→ **Exercise description**
Could you write out each entry exactly as it reads?

================================

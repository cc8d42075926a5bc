/// Profile builder — turns raw samples into a `VoiceProfile`.
///
/// The build can degrade but not half-succeed: the result is either an
/// AI-analyzed profile or a deterministic heuristic fallback, and the outcome
/// type keeps the two distinguishable so callers never mistake a degraded
/// profile for a full analysis.
use thiserror::Error;
use tracing::{info, warn};

use crate::llm_client::{CompletionParams, LlmClient};
use crate::models::profile::{ProfileSource, VoiceProfile};
use crate::models::sample::Sample;
use crate::profile::confidence::validate;
use crate::profile::fallback::build_fallback_profile;
use crate::profile::prompts::{analysis_system, build_analysis_prompt};

/// Below this many samples analysis is refused outright.
pub const MIN_SAMPLES: usize = 10;
/// Below this many samples the build proceeds with a quality warning.
pub const LIMITED_SAMPLES: usize = 50;
/// At most this many top-engagement samples are sent for analysis.
pub const TOP_SAMPLE_COUNT: usize = 60;

const ANALYSIS_TEMPERATURE: f32 = 0.2;
const ANALYSIS_MAX_TOKENS: u32 = 2048;

#[derive(Debug, Error)]
pub enum BuildError {
    #[error("voice analysis needs at least {min} samples, got {got}")]
    InsufficientSamples { got: usize, min: usize },
}

#[derive(Debug, Clone)]
pub enum BuildOutcome {
    /// AI analysis succeeded.
    Analyzed {
        profile: VoiceProfile,
        warnings: Vec<String>,
    },
    /// AI analysis failed; the profile is the heuristic fallback.
    Degraded {
        profile: VoiceProfile,
        warnings: Vec<String>,
    },
}

impl BuildOutcome {
    pub fn profile(&self) -> &VoiceProfile {
        match self {
            BuildOutcome::Analyzed { profile, .. } | BuildOutcome::Degraded { profile, .. } => {
                profile
            }
        }
    }

    pub fn warnings(&self) -> &[String] {
        match self {
            BuildOutcome::Analyzed { warnings, .. } | BuildOutcome::Degraded { warnings, .. } => {
                warnings
            }
        }
    }

    pub fn is_degraded(&self) -> bool {
        matches!(self, BuildOutcome::Degraded { .. })
    }

    pub fn into_parts(self) -> (VoiceProfile, Vec<String>, bool) {
        match self {
            BuildOutcome::Analyzed { profile, warnings } => (profile, warnings, false),
            BuildOutcome::Degraded { profile, warnings } => (profile, warnings, true),
        }
    }
}

/// Builds a voice profile from the given samples.
///
/// Only insufficient input is a hard error. Upstream analysis failures
/// (exhausted retries, malformed JSON, structurally empty payloads) degrade
/// to the heuristic fallback instead of surfacing.
pub async fn build_profile(
    llm: &LlmClient,
    samples: &[Sample],
) -> Result<BuildOutcome, BuildError> {
    if samples.len() < MIN_SAMPLES {
        return Err(BuildError::InsufficientSamples {
            got: samples.len(),
            min: MIN_SAMPLES,
        });
    }

    let mut warnings = Vec::new();
    if samples.len() < LIMITED_SAMPLES {
        warnings.push(format!(
            "limited sample size ({} posts); profile quality may be reduced",
            samples.len()
        ));
    }

    let top = select_top_samples(samples);
    let prompt = build_analysis_prompt(&top);
    let params = CompletionParams {
        temperature: ANALYSIS_TEMPERATURE,
        max_tokens: ANALYSIS_MAX_TOKENS,
    };

    let analyzed = match llm
        .call_json::<VoiceProfile>(&analysis_system(), &prompt, params)
        .await
    {
        Ok(mut profile) => {
            profile.source = ProfileSource::Analyzed;
            if profile.is_structurally_complete() {
                Some(profile)
            } else {
                warn!("Analysis returned a structurally incomplete profile, using fallback");
                None
            }
        }
        Err(e) => {
            warn!("Voice analysis failed: {e}");
            None
        }
    };

    let (profile, degraded) = match analyzed {
        Some(profile) => (profile, false),
        None => {
            warnings.push("AI analysis unavailable; built heuristic fallback profile".to_string());
            (build_fallback_profile(samples), true)
        }
    };

    // Advisory only: a weak profile still gets created, with its issues
    // attached as warnings.
    let report = validate(&profile);
    if !report.is_valid {
        warnings.push(format!(
            "profile validation scored {}: {}",
            report.score,
            report.issues.join("; ")
        ));
    }

    info!(
        "Built voice profile from {} of {} samples (degraded: {})",
        top.len(),
        samples.len(),
        degraded
    );

    if degraded {
        Ok(BuildOutcome::Degraded { profile, warnings })
    } else {
        Ok(BuildOutcome::Analyzed { profile, warnings })
    }
}

/// Top samples by likes + shares, descending. The sort is stable so equal
/// engagement keeps the source's original (newest-first) order.
fn select_top_samples(samples: &[Sample]) -> Vec<&Sample> {
    let mut ranked: Vec<&Sample> = samples.iter().collect();
    ranked.sort_by(|a, b| b.engagement().cmp(&a.engagement()));
    ranked.truncate(TOP_SAMPLE_COUNT);
    ranked
}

================================

→ **Response to this exercise**
repository cc8d42075926a5bc
/// Profile builder — turns raw samples into a `VoiceProfile`.
///
/// The build can degrade but not half-succeed: the result is either an
/// AI-analyzed profile or a deterministic heuristic fallback, and the outcome
/// type keeps the two distinguishable so callers never mistake a degraded
/// profile for a full analysis.
use thiserror::Error;
use tracing::{info, warn};

use crate::llm_client::{CompletionParams, LlmClient};
use crate::models::profile::{ProfileSource, VoiceProfile};
use crate::models::sample::Sample;
use crate::profile::confidence::validate;
use crate::profile::fallback::build_fallback_profile;
use crate::profile::prompts::{analysis_system, build_analysis_prompt};

/// Below this many samples analysis is refused outright.
pub const MIN_SAMPLES: usize = 10;
/// Below this many samples the build proceeds with a quality warning.
pub const LIMITED_SAMPLES: usize = 50;
/// At most this many top-engagement samples are sent for analysis.
pub const TOP_SAMPLE_COUNT: usize = 60;

const ANALYSIS_TEMPERATURE: f32 = 0.2;
const ANALYSIS_MAX_TOKENS: u32 = 2048;

#[derive(Debug, Error)]
pub enum BuildError {
    #[error("voice analysis needs at least {min} samples, got {got}")]
    InsufficientSamples { got: usize, min: usize },
}

#[derive(Debug, Clone)]
pub enum BuildOutcome {
    /// AI analysis succeeded.
    Analyzed {
        profile: VoiceProfile,
        warnings: Vec<String>,
    },
    /// AI analysis failed; the profile is the heuristic fallback.
    Degraded {
        profile: VoiceProfile,
        warnings: Vec<String>,
    },
}

impl BuildOutcome {
    pub fn profile(&self) -> &VoiceProfile {
        match self {
            BuildOutcome::Analyzed { profile, .. } | BuildOutcome::Degraded { profile, .. } => {
                profile
            }
        }
    }

    pub fn warnings(&self) -> &[String] {
        match self {
            BuildOutcome::Analyzed { warnings, .. } | BuildOutcome::Degraded { warnings, .. } => {
                warnings
            }
        }
    }

    pub fn is_degraded(&self) -> bool {
        matches!(self, BuildOutcome::Degraded { .. })
    }

    pub fn into_parts(self) -> (VoiceProfile, Vec<String>, bool) {
        match self {
            BuildOutcome::Analyzed { profile, warnings } => (profile, warnings, false),
            BuildOutcome::Degraded { profile, warnings } => (profile, warnings, true),
        }
    }
}

/// Builds a voice profile from the given samples.
///
/// Only insufficient input is a hard error. Upstream analysis failures
/// (exhausted retries, malformed JSON, structurally empty payloads) degrade
/// to the heuristic fallback instead of surfacing.
pub async fn build_profile(
    llm: &LlmClient,
    samples: &[Sample],
) -> Result<BuildOutcome, BuildError> {
    if samples.len() < MIN_SAMPLES {
        return Err(BuildError::InsufficientSamples {
            got: samples.len(),
            min: MIN_SAMPLES,
        });
    }

    let mut warnings = Vec::new();
    if samples.len() < LIMITED_SAMPLES {
        warnings.push(format!(
            "limited sample size ({} posts); profile quality may be reduced",
            samples.len()
        ));
    }

    let top = select_top_samples(samples);
    let prompt = build_analysis_prompt(&top);
    let params = CompletionParams {
        temperature: ANALYSIS_TEMPERATURE,
        max_tokens: ANALYSIS_MAX_TOKENS,
    };

    let analyzed = match llm
        .call_json::<VoiceProfile>(&analysis_system(), &prompt, params)
        .await
    {
        Ok(mut profile) => {
            profile.source = ProfileSource::Analyzed;
            if profile.is_structurally_complete() {
                Some(profile)
            } else {
                warn!("Analysis returned a structurally incomplete profile, using fallback");
                None
            }
        }
        Err(e) => {
            warn!("Voice analysis failed: {e}");
            None
        }
    };

    let (profile, degraded) = match analyzed {
        Some(profile) => (profile, false),
        None => {
            warnings.push("AI analysis unavailable; built heuristic fallback profile".to_string());
            (build_fallback_profile(samples), true)
        }
    };

    // Advisory only: a weak profile still gets created, with its issues
    // attached as warnings.
    let report = validate(&profile);
    if !report.is_valid {
        warnings.push(format!(
            "profile validation scored {}: {}",
            report.score,
            report.issues.join("; ")
        ));
    }

    info!(
        "Built voice profile from {} of {} samples (degraded: {})",
        top.len(),
        samples.len(),
        degraded
    );

    if degraded {
        Ok(BuildOutcome::Degraded { profile, warnings })
    } else {
        Ok(BuildOutcome::Analyzed { profile, warnings })
    }
}

/// Top samples by likes + shares, descending. The sort is stable so equal
/// engagement keeps the source's original (newest-first) order.
fn select_top_samples(samples: &[Sample]) -> Vec<&Sample> {
    let mut ranked: Vec<&Sample> = samples.iter().collect();
    ranked.sort_by(|a, b| b.engagement().cmp(&a.engagement()));
    ranked.truncate(TOP_SAMPLE_COUNT);
    ranked
}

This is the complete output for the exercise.